Specifically, we found that: (i) reward PE correlated with the ERP's alpha band component recorded from medial prefrontal cortex; (ii) the association between reward PE and alpha-band ERP was strongly driven by choices that were anticipated to be risky but violated the expectation of punishment; and (iii) emotional response (anticipatory SCR) was negatively correlated with action values.

It is important to note that the risky trials in which punishment was omitted were perceptually indistinguishable from safe trials with no punishment. In both cases, the point in time at which a punishment could have occurred showed the text “please wait” instructing the subject to wait until the next trial. Yet we found a significant association between PE and alpha-band ERP in the risky, but not in the safe, case. Similarly, although triggered by the expectation of possible punishment (i.e., the temporal onset of the punishment feedback epoch), the ERPs we recorded could not have encoded actual punishment magnitude because none was administered on those trials we chose for analysis. We thus believe that the differences in electrophysiological activity we found must have been driven by the patient's expectations rather than the sensory stimuli presented: namely, the PE arising from the discrepancy between the two.

In studies that have recorded electroencephalograms at the scalp, medial PFC including anterior cingulate gyrus has been thought to be a main generator of “error-related” or “feedback-related” negativity (31-33) elicited by an incorrect response or by stimulus feedback that indicates error, respectively. Several features of our results provide further details to these prior electrophysiological studies. First, our recording sites were more ventral than those of the estimated generators of error-related negativity (31, 32, 34-36). The signals we recorded from closely spaced, bipolar, high-impedance contacts within the brain provide better localization because they avoid potential contamination by potentials generated at distant sources. Second, the ERP alpha-band component we found was sensitive to positive reward PE, in contrast to some other reports that found greater sensitivity of scalp-ERP signals for negative PE (37). Third, a subband component corresponding to the alpha-frequency range was primarily responsible for encoding this error signal, in line with some prior findings (38, 39), whereas error-related negativity may instead be generated by a theta frequency component (36). Fourth, the responses we found appeared to be conditioned on the risk of the choice just made. Thus the subject apparently did not evaluate the reward PE (or values of the feedback) in the same way throughout the experiment, but differentially depending on the context, as has been reported in a prior study of error-related negativity (37).

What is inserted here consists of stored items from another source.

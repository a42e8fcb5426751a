// SPDX-License-Identifier: MIT

//! XML name validation, escaping, and rendering of the `custom_cot_attrib`
//! extension tree (§4.1).
//!
//! No entity references beyond the five predefined XML ones, no DOCTYPE, no
//! processing instructions are ever emitted — the encoder only ever writes
//! elements, attributes and escaped text it builds itself.

use serde_json::Value;

/// Event attributes a `custom_cot_attrib.event` tree must not override.
pub const PROTECTED_EVENT_ATTRS: &[&str] =
    &["version", "uid", "type", "time", "start", "stale", "how"];

/// Detail child elements a `custom_cot_attrib.detail` tree must not
/// override.
pub const PROTECTED_DETAIL_CHILDREN: &[&str] = &[
    "contact",
    "uid",
    "precisionlocation",
    "__group",
    "status",
    "track",
];

/// `^[A-Za-z_][A-Za-z0-9._-]*$`, checked by hand rather than pulling in a
/// regex engine for one pattern.
pub fn is_valid_name(name: &str) -> bool {
    let mut chars = name.chars();
    match chars.next() {
        Some(c) if c.is_ascii_alphabetic() || c == '_' => {}
        _ => return false,
    }
    chars.all(|c| c.is_ascii_alphanumeric() || matches!(c, '.' | '_' | '-'))
}

/// Escapes text content: `&`, `<`, `>`.
pub fn escape_text(s: &str) -> String {
    let mut out = String::with_capacity(s.len());
    for c in s.chars() {
        match c {
            '&' => out.push_str("&amp;"),
            '<' => out.push_str("&lt;"),
            '>' => out.push_str("&gt;"),
            _ => out.push(c),
        }
    }
    out
}

/// Escapes an attribute value: `&`, `<`, `>`, `"`.
pub fn escape_attr(s: &str) -> String {
    let mut out = String::with_capacity(s.len());
    for c in s.chars() {
        match c {
            '&' => out.push_str("&amp;"),
            '<' => out.push_str("&lt;"),
            '>' => out.push_str("&gt;"),
            '"' => out.push_str("&quot;"),
            _ => out.push(c),
        }
    }
    out
}

/// Renders one attribute as ` name="escaped value"`, or `None` if the name
/// is invalid (the caller logs a warning and drops it).
pub fn render_attr(name: &str, value: &str) -> Option<String> {
    if !is_valid_name(name) {
        return None;
    }
    Some(format!(" {name}=\"{}\"", escape_attr(value)))
}

/// Result of interpreting one `custom_cot_attrib.event` or
/// `custom_cot_attrib.detail` tree: extra attributes to splice onto the
/// host element, optional text content, and fully-rendered child element
/// XML. `warnings` accumulates one message per dropped protected name or
/// invalid identifier, matching the "log and drop with warning" contract.
#[derive(Debug, Default)]
pub struct RenderedExtension {
    pub extra_attrs: String,
    pub text: Option<String>,
    pub children_xml: String,
    pub warnings: Vec<String>,
}

/// Interprets a top-level `event`/`detail` tree per §4.1: `_attributes`
/// become attributes on the host element, `_text` becomes its text
/// content, every other key names a child element recursively interpreted
/// by the same rules. `protected_children` blocks element-name overrides
/// (the detail child list); `protected_attrs` blocks attribute-name
/// overrides (the event attribute list). Nested elements carry no
/// protected names of their own.
pub fn render_top_level(
    tree: &Value,
    protected_children: &[&str],
    protected_attrs: &[&str],
) -> RenderedExtension {
    let mut out = RenderedExtension::default();
    let obj = match tree.as_object() {
        Some(o) => o,
        None => {
            out.warnings
                .push("custom_cot_attrib branch must be a JSON object".to_string());
            return out;
        }
    };

    for (key, value) in obj {
        match key.as_str() {
            "_attributes" => {
                render_attributes_into(
                    value,
                    protected_attrs,
                    &mut out.extra_attrs,
                    &mut out.warnings,
                );
            }
            "_text" => {
                out.text = value.as_str().map(|s| escape_text(s));
            }
            name => {
                if protected_children.contains(&name) {
                    out.warnings
                        .push(format!("dropped protected element override: {name}"));
                    continue;
                }
                if !is_valid_name(name) {
                    out.warnings
                        .push(format!("dropped element with invalid name: {name}"));
                    continue;
                }
                if let Some(xml) = render_node(name, value, &mut out.warnings) {
                    out.children_xml.push_str(&xml);
                }
            }
        }
    }
    out
}

fn render_attributes_into(
    value: &Value,
    protected_attrs: &[&str],
    into: &mut String,
    warnings: &mut Vec<String>,
) {
    let obj = match value.as_object() {
        Some(o) => o,
        None => {
            warnings.push("_attributes must be a JSON object of string values".to_string());
            return;
        }
    };
    for (name, v) in obj {
        if protected_attrs.contains(&name.as_str()) {
            warnings.push(format!("dropped protected attribute override: {name}"));
            continue;
        }
        let Some(text) = v.as_str() else {
            warnings.push(format!("attribute {name:?} value must be a string"));
            continue;
        };
        match render_attr(name, text) {
            Some(rendered) => into.push_str(&rendered),
            None => warnings.push(format!("dropped attribute with invalid name: {name}")),
        }
    }
}

/// Renders one child element. `name` has already passed the protected-name
/// and identifier-pattern checks at the call site.
fn render_node(name: &str, value: &Value, warnings: &mut Vec<String>) -> Option<String> {
    match value {
        Value::String(s) => Some(format!("<{name}>{}</{name}>", escape_text(s))),
        Value::Number(n) => Some(format!("<{name}>{n}</{name}>")),
        Value::Bool(b) => Some(format!("<{name}>{b}</{name}>")),
        Value::Object(_) => {
            let nested = render_top_level(value, &[], &[]);
            warnings.extend(nested.warnings);
            let text = nested.text.unwrap_or_default();
            if nested.children_xml.is_empty() && text.is_empty() && nested.extra_attrs.is_empty()
            {
                Some(format!("<{name}/>"))
            } else {
                Some(format!(
                    "<{name}{attrs}>{text}{children}</{name}>",
                    attrs = nested.extra_attrs,
                    text = text,
                    children = nested.children_xml
                ))
            }
        }
        Value::Null | Value::Array(_) => {
            warnings.push(format!(
                "dropped element {name:?}: unsupported value type (expected string, number, bool, or object)"
            ));
            None
        }
    }
}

The present findings implicate the ventro-medial PFC in the continuous updating of expectations of reward and punishment based on the reward PE signal that guides the acquisition of choice bias. The finding is consistent with other recently published studies (40, 41) as well as with dopaminergic inputs to this region of the brain (42). Evaluation of expected reward level (equivalently, risk of the choice) may thus take place within this region of the brain, or may be carried out through interaction with other reward/emotion-related structures to which it is connected (such as amygdala, basal ganglia, insula, and other sectors of PFC). It will be important in future studies to begin to dissect the functional network of which we have here studied only one component.